_Task to complete_
Look for the word "filename" in the entries and copy each line where it appears.

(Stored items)
────────────────

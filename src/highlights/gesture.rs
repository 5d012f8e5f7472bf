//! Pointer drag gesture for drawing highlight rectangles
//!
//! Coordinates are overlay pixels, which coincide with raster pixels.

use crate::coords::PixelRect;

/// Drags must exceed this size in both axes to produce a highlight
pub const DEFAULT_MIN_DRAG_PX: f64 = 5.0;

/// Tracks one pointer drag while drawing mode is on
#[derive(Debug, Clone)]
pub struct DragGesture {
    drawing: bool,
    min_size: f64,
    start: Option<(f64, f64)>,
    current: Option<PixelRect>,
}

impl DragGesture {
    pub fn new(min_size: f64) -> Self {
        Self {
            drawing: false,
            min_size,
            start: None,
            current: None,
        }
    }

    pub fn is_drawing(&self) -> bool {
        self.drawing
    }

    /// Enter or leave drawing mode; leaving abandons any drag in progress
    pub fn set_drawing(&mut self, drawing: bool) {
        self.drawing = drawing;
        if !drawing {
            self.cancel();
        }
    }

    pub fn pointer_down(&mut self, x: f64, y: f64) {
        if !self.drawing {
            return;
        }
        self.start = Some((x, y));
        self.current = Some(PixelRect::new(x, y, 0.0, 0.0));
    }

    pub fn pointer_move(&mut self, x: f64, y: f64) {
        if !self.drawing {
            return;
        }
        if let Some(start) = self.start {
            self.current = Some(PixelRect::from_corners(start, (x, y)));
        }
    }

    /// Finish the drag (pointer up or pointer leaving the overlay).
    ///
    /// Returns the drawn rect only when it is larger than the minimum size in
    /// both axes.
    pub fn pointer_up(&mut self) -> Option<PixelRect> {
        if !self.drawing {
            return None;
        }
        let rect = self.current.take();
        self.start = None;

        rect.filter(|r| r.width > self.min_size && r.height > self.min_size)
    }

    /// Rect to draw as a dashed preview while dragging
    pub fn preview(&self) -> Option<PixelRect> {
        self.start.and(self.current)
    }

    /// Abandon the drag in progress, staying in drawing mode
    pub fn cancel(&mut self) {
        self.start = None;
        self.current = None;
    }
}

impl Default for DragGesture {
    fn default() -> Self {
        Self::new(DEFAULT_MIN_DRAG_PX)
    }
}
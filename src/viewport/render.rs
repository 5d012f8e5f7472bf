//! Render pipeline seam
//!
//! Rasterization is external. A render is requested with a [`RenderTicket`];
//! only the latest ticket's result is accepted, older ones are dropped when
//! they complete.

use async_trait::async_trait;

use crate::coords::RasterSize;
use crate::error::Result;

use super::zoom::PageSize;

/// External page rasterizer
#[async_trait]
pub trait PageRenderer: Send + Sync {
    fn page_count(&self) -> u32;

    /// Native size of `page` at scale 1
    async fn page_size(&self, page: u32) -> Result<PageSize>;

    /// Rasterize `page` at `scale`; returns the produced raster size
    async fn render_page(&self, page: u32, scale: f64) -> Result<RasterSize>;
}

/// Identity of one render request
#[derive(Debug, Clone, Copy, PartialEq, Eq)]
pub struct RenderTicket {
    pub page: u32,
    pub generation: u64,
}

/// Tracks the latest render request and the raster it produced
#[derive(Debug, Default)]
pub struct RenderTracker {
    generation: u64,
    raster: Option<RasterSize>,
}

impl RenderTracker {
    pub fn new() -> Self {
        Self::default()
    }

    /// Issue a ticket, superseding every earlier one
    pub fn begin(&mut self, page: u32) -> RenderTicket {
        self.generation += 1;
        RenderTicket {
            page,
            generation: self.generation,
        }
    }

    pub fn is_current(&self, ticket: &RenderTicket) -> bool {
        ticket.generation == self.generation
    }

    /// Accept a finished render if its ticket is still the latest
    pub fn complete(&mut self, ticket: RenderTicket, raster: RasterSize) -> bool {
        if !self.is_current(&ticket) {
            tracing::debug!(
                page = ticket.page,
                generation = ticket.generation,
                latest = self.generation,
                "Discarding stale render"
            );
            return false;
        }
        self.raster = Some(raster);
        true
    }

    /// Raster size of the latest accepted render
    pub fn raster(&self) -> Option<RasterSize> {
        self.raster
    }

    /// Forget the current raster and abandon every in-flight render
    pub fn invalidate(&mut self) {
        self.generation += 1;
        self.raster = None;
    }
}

────────────────

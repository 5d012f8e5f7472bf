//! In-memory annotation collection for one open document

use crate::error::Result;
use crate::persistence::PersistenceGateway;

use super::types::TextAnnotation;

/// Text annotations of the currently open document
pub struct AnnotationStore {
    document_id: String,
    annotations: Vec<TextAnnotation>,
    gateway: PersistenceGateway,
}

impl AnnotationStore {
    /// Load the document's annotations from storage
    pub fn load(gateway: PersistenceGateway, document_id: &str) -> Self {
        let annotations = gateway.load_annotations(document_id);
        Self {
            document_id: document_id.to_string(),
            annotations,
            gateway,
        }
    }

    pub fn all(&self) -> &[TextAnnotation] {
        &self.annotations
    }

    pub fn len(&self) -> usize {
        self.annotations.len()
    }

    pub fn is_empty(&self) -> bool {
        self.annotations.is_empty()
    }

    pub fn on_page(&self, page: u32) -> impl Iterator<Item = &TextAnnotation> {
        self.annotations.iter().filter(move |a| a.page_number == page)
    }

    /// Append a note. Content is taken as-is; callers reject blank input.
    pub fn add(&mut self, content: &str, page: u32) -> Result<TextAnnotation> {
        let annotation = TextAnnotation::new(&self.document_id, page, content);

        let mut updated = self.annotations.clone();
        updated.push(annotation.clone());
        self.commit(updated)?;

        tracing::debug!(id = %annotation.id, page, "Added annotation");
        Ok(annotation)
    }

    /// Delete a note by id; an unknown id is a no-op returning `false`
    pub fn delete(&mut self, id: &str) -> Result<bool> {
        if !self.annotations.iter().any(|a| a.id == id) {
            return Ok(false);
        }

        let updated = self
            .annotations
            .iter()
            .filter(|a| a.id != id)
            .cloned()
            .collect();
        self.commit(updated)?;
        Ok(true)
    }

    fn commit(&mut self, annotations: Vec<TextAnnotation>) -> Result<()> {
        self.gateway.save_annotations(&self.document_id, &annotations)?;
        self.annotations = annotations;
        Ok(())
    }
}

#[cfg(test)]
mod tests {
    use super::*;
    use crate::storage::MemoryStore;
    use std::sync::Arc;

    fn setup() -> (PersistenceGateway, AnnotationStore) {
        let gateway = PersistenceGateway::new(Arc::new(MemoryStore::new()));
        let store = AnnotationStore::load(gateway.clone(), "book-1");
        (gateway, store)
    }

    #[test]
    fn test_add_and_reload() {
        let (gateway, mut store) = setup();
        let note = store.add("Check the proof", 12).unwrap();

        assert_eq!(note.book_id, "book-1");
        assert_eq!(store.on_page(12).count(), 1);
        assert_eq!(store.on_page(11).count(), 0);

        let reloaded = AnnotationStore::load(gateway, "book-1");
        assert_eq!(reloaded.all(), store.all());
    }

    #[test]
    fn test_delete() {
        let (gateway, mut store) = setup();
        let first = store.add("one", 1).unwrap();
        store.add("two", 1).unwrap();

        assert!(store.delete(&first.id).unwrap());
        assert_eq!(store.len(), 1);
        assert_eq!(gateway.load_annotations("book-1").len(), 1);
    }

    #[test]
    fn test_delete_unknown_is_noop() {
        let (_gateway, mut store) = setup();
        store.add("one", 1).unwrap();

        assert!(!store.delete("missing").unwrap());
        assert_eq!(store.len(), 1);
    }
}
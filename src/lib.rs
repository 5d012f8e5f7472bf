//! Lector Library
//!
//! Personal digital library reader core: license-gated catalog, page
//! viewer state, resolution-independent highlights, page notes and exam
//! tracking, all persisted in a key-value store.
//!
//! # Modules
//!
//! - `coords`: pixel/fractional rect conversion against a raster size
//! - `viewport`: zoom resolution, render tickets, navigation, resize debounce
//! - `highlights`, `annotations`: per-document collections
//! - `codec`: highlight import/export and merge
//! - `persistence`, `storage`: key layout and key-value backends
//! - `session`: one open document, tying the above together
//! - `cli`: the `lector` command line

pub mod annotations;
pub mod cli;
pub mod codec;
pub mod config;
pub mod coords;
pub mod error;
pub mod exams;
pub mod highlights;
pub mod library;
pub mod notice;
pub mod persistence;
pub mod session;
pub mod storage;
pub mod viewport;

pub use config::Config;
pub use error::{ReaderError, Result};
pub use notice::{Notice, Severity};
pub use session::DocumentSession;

────────────────

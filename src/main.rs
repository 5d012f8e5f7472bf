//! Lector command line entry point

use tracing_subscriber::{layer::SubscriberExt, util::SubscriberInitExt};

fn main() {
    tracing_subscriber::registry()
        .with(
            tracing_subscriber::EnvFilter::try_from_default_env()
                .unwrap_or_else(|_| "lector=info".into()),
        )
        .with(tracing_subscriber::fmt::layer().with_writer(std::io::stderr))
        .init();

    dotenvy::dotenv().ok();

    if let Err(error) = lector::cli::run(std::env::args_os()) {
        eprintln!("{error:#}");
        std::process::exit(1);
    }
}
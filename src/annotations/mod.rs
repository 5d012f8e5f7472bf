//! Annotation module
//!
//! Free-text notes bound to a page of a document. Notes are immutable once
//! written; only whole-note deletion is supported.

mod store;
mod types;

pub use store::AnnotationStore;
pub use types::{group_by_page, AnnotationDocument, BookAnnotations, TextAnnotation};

────────────────

_Exercise output_
filename src/highlights/gesture.rs
filename src/viewport/render.rs
filename src/lib.rs
filename src/main.rs
filename src/annotations/mod.rs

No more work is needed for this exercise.